### [Task goal]
All lines in the entries below that hold "scancode" make up the answer.

[Stored dataset items]
▬▬▬

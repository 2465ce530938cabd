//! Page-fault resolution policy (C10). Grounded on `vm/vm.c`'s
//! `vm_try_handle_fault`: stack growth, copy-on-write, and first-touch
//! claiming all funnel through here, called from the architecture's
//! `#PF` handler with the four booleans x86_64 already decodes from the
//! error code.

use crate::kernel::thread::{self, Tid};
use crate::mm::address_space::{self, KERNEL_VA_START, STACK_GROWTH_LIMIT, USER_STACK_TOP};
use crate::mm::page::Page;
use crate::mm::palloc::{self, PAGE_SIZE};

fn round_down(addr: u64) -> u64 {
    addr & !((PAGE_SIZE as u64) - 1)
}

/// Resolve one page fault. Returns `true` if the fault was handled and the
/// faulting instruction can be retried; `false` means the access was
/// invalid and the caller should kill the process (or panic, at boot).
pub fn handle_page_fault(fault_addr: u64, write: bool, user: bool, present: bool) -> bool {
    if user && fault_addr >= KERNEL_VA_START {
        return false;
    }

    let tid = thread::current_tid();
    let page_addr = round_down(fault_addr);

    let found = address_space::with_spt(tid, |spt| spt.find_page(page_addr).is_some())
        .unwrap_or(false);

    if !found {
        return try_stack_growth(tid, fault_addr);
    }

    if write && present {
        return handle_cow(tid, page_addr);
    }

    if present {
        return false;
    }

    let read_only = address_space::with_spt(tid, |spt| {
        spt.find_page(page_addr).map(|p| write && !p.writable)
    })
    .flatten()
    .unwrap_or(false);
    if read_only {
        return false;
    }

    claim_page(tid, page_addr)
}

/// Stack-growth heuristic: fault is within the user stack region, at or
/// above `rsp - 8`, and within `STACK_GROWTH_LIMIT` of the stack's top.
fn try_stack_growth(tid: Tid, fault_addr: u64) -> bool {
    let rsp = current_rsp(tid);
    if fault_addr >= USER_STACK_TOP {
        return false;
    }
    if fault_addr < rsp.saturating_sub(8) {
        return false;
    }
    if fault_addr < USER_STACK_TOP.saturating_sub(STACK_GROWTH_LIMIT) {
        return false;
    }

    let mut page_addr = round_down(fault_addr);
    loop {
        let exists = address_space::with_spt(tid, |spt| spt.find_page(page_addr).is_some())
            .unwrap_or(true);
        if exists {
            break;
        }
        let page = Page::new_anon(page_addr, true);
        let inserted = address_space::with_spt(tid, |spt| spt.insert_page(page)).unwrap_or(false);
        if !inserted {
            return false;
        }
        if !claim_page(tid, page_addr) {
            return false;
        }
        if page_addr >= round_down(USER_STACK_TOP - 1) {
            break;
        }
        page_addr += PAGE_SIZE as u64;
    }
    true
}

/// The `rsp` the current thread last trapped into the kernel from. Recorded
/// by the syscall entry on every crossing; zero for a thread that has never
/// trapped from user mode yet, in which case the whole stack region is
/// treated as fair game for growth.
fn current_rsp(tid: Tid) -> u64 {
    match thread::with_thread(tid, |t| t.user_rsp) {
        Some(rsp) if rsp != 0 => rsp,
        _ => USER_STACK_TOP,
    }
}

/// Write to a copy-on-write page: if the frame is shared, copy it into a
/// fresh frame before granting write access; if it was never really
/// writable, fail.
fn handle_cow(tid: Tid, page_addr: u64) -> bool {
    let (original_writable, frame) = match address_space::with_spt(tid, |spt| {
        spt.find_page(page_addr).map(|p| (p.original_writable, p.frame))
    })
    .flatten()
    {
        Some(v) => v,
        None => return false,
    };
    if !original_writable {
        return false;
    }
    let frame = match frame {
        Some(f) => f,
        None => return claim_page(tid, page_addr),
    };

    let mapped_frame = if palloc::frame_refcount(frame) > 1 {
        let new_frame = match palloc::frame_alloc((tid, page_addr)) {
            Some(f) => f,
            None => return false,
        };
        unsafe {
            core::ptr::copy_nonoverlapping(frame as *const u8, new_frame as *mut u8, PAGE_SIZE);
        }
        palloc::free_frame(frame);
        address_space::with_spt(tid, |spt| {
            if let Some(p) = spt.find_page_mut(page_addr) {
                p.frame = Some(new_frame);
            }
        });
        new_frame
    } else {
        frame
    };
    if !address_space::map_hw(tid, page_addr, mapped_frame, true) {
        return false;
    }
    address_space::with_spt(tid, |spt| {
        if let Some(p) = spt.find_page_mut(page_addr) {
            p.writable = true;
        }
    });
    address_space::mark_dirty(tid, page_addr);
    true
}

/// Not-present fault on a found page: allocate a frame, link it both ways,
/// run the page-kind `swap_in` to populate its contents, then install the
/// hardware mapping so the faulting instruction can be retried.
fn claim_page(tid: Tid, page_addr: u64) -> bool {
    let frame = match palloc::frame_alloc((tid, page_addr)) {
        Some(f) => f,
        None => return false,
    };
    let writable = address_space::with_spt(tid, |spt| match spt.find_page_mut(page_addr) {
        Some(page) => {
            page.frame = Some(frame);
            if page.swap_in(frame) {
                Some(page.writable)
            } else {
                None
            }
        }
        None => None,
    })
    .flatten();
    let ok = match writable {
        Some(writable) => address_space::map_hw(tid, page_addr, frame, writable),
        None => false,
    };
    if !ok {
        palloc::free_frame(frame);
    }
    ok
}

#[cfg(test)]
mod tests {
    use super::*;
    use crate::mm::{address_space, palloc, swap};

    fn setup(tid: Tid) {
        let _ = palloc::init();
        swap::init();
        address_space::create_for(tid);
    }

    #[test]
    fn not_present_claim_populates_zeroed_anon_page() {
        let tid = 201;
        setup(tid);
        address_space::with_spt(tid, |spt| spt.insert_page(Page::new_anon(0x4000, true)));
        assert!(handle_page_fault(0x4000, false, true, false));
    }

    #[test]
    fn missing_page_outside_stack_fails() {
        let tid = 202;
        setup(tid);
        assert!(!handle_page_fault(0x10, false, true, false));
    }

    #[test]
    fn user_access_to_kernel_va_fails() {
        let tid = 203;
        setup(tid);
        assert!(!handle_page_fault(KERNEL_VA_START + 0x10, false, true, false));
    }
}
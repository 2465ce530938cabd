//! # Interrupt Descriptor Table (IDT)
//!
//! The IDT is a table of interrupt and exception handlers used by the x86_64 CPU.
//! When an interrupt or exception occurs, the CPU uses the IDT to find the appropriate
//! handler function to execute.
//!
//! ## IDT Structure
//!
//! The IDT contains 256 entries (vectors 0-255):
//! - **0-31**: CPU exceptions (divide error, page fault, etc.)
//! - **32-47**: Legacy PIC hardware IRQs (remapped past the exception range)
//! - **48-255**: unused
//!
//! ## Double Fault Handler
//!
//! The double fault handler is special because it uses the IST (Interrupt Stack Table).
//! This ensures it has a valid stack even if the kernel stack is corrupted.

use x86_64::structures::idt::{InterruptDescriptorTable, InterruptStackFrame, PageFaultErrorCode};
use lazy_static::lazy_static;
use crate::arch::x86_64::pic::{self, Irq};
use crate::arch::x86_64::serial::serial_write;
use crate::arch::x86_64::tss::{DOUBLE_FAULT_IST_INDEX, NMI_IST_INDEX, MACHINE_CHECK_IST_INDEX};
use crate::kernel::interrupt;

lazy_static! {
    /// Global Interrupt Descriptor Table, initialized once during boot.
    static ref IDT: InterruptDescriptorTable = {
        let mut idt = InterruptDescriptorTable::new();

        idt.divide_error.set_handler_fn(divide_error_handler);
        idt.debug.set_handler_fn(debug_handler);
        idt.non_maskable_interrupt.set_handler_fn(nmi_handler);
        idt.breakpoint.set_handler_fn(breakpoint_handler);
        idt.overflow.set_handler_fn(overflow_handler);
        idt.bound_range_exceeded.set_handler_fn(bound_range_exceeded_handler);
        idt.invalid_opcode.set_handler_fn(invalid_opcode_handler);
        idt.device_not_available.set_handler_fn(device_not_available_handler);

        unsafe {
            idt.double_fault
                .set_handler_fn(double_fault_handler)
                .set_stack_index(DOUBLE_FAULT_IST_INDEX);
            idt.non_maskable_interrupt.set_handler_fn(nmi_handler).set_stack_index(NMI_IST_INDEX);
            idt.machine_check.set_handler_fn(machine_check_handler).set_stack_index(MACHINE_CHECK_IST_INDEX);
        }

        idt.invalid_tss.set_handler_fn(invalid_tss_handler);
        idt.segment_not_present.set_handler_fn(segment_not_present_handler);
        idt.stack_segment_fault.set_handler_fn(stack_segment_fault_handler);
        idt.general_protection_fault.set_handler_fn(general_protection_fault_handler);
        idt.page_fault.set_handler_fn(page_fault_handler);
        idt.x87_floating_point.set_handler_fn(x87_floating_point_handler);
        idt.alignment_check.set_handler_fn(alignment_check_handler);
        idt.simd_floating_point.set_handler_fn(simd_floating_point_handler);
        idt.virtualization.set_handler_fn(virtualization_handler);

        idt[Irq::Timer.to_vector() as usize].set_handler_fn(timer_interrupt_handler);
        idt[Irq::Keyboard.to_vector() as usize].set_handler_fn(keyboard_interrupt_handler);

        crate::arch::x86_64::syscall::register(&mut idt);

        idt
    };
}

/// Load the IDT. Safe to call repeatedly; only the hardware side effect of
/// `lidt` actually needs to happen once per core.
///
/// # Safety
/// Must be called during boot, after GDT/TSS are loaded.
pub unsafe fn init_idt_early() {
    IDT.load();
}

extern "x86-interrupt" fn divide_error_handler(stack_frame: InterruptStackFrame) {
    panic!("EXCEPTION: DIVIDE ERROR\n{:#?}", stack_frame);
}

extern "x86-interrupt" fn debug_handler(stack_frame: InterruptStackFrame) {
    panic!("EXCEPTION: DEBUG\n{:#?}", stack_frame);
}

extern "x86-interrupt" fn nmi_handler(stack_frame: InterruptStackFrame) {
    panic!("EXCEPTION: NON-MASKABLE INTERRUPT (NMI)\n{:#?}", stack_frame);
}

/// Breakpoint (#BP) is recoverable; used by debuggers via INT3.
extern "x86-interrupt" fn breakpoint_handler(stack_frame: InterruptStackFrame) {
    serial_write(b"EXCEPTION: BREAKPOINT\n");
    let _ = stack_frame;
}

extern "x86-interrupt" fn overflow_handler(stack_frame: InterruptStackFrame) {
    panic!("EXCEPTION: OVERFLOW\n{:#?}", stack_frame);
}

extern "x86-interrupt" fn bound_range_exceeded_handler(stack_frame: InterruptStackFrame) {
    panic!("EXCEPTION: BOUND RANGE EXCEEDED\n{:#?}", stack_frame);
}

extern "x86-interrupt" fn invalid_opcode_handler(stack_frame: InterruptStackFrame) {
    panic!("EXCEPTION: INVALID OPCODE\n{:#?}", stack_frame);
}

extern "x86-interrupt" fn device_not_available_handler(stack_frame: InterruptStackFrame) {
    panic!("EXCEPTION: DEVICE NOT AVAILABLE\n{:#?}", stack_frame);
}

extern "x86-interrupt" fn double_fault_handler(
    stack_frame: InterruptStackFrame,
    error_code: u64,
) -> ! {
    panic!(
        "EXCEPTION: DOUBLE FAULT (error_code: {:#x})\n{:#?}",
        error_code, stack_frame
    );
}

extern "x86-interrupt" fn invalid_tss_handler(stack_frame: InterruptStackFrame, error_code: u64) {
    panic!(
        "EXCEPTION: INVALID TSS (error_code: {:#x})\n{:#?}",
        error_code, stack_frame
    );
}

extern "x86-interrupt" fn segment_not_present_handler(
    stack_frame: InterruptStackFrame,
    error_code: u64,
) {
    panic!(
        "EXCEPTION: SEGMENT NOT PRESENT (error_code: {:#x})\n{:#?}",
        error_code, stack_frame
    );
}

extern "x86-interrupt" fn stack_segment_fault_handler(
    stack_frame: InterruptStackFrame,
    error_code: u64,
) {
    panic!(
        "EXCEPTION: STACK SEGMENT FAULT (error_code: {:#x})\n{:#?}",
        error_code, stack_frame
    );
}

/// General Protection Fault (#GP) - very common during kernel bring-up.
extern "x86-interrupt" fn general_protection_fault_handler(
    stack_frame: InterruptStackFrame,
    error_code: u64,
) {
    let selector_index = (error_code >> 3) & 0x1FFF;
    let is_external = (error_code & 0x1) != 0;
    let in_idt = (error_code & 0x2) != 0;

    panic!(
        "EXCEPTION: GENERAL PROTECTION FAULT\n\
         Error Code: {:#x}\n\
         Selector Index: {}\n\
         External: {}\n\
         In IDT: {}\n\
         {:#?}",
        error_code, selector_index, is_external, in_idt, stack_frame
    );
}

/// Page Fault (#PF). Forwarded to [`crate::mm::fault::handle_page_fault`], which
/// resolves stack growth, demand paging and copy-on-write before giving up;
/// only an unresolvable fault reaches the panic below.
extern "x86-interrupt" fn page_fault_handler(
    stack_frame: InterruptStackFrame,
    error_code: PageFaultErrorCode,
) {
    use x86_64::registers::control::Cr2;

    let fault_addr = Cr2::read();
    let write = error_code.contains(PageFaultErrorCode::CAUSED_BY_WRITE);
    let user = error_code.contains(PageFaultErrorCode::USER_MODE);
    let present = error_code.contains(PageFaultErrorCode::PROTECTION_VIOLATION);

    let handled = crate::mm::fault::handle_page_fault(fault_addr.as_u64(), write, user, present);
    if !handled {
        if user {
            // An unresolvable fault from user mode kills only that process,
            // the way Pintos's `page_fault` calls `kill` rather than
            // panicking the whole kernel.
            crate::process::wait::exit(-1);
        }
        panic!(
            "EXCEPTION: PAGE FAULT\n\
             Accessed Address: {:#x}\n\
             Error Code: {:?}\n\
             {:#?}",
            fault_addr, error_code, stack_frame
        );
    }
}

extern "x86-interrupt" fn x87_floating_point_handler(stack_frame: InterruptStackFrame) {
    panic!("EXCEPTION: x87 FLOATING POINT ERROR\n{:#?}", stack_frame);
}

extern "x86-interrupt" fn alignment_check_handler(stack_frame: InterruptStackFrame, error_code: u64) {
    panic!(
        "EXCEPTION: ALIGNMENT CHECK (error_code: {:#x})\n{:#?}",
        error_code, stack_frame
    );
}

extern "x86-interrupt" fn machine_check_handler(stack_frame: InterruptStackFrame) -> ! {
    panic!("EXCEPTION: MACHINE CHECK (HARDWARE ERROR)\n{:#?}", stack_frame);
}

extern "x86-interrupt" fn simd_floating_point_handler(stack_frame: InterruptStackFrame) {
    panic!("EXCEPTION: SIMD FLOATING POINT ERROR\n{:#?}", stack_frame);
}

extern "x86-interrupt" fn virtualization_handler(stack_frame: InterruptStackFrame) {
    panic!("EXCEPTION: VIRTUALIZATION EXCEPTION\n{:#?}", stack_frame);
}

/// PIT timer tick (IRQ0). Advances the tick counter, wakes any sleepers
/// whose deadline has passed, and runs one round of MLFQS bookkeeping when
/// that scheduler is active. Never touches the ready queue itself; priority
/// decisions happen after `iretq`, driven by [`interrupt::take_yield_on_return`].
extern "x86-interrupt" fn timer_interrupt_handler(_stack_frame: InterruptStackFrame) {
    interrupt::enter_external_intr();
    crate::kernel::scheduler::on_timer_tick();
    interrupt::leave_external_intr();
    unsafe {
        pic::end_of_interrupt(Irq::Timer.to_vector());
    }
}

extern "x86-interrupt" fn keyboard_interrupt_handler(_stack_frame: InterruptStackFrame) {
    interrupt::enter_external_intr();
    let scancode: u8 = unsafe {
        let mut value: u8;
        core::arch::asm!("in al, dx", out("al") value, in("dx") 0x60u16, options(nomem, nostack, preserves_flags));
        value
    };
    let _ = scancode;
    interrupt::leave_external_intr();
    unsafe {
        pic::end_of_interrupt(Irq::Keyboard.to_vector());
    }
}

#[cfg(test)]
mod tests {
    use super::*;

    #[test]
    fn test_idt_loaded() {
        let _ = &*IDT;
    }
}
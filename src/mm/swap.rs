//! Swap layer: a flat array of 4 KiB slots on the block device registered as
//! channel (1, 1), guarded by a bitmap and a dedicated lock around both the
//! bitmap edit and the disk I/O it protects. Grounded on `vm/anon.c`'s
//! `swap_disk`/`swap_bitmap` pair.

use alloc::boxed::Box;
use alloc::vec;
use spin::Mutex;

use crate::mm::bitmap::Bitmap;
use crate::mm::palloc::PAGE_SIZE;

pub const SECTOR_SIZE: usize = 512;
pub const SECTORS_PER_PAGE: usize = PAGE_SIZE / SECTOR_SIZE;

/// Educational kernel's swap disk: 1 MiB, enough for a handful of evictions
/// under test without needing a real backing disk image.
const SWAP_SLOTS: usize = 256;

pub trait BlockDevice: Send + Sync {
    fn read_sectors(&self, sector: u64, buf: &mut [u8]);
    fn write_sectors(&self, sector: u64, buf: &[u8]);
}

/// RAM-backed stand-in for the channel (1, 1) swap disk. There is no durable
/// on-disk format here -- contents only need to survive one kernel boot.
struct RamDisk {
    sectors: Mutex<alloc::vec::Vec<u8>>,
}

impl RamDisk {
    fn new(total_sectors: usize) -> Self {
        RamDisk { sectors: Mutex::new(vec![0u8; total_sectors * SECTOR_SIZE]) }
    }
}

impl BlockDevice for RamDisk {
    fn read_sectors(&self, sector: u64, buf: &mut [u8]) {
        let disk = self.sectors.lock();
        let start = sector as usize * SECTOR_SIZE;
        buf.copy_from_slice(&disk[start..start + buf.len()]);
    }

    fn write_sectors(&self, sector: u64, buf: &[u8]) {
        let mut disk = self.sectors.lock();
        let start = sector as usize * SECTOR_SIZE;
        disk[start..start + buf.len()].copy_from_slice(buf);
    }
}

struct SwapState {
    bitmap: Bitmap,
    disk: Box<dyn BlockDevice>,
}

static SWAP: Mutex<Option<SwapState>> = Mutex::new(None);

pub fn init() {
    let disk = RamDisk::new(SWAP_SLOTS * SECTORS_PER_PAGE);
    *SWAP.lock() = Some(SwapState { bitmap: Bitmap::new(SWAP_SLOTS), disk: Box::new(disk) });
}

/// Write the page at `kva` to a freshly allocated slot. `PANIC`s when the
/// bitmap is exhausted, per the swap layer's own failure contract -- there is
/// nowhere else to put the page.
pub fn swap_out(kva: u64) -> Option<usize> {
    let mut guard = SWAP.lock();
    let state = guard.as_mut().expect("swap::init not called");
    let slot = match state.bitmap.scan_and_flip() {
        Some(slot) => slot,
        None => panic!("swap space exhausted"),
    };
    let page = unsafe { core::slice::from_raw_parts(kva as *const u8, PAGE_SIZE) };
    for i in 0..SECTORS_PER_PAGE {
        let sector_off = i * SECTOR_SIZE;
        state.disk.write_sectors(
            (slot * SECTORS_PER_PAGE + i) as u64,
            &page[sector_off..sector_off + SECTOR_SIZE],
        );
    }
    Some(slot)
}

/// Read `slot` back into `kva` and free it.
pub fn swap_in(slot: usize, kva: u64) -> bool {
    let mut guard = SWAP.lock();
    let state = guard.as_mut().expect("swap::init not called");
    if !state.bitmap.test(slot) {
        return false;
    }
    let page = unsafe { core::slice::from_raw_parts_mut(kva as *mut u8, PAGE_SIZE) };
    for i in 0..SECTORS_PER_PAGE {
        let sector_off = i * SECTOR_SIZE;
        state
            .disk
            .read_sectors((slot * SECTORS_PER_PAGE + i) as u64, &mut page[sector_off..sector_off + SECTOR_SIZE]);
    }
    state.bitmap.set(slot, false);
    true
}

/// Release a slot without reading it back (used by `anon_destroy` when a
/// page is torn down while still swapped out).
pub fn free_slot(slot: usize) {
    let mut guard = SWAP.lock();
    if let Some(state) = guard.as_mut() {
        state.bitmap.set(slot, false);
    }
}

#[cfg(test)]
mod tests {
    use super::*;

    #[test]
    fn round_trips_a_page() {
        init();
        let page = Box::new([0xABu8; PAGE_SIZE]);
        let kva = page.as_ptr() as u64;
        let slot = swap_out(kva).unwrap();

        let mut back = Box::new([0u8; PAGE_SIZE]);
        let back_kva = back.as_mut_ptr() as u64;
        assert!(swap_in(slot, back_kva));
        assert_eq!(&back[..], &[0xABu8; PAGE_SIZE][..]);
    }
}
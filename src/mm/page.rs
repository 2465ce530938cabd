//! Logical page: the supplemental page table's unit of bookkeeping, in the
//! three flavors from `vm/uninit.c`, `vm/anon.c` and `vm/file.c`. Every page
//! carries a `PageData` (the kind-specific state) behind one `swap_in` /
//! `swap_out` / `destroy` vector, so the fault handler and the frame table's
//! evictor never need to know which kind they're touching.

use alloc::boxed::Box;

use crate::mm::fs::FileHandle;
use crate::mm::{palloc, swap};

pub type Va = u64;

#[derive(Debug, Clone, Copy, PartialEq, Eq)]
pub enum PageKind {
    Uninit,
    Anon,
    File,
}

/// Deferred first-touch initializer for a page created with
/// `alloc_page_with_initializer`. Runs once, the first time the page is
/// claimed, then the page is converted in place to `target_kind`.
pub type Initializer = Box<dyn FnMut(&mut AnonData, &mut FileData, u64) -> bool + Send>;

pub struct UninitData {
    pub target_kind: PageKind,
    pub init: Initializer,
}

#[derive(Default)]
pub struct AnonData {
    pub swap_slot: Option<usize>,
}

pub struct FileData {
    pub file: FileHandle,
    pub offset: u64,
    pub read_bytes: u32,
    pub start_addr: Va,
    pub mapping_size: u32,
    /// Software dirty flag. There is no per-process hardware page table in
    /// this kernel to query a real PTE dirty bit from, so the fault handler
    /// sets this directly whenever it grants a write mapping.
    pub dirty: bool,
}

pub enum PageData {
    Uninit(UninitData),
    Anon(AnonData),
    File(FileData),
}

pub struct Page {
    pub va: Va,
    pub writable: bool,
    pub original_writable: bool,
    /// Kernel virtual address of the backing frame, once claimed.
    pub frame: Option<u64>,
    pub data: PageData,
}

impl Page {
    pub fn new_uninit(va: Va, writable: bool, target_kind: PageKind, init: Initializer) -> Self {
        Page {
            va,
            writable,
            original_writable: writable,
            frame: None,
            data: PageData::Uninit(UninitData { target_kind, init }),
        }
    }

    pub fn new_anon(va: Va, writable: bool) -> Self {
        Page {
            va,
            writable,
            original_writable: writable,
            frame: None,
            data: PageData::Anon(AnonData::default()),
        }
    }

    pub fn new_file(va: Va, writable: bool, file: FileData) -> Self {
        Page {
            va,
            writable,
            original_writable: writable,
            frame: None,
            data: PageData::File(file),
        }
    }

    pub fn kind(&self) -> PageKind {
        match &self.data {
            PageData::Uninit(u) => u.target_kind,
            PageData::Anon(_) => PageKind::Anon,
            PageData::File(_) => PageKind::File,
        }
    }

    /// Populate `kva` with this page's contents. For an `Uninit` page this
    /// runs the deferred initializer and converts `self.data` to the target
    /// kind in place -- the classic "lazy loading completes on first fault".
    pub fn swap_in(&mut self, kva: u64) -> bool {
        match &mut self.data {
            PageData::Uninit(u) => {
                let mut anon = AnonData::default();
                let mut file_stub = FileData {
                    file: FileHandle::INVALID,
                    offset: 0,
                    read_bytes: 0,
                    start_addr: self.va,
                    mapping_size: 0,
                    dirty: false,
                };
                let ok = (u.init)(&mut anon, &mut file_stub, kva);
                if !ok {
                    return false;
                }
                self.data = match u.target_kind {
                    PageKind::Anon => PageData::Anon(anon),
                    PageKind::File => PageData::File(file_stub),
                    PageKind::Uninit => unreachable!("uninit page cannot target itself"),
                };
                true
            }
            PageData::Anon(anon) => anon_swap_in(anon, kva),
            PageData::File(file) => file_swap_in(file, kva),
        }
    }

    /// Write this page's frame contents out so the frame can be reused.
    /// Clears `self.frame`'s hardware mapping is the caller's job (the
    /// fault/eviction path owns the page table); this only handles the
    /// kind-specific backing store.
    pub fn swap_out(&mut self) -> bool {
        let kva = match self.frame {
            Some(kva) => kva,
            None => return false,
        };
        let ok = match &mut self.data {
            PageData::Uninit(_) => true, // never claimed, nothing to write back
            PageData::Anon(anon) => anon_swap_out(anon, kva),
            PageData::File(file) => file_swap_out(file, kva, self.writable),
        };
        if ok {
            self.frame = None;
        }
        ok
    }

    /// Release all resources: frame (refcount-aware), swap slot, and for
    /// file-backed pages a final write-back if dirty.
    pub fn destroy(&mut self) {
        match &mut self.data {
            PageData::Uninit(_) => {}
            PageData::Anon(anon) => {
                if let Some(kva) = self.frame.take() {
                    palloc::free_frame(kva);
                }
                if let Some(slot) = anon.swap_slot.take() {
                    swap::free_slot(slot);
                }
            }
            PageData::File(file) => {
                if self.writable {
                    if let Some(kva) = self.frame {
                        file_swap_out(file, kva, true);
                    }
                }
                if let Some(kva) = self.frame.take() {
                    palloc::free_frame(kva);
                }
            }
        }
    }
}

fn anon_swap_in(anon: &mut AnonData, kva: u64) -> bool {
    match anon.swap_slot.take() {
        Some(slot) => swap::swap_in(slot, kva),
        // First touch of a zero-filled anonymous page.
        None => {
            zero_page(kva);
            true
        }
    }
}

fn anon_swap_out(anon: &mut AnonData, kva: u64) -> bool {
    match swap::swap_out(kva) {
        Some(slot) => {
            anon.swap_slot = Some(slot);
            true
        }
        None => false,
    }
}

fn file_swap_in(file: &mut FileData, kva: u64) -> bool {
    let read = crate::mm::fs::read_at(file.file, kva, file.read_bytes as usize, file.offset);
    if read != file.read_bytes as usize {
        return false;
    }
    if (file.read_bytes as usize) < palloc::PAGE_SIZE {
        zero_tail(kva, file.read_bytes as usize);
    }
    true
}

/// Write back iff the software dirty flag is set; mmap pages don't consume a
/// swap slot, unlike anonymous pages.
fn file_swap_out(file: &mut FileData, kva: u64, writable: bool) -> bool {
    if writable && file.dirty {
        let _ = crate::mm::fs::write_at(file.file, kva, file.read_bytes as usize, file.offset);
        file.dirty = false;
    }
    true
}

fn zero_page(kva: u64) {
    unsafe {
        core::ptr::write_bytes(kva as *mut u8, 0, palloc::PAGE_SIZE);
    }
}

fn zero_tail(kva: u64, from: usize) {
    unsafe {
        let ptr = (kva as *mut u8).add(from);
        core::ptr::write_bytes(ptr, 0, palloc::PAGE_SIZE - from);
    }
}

▬▬▬

### [Solution for this exercise]
    let scancode: u8 = unsafe {
    let _ = scancode;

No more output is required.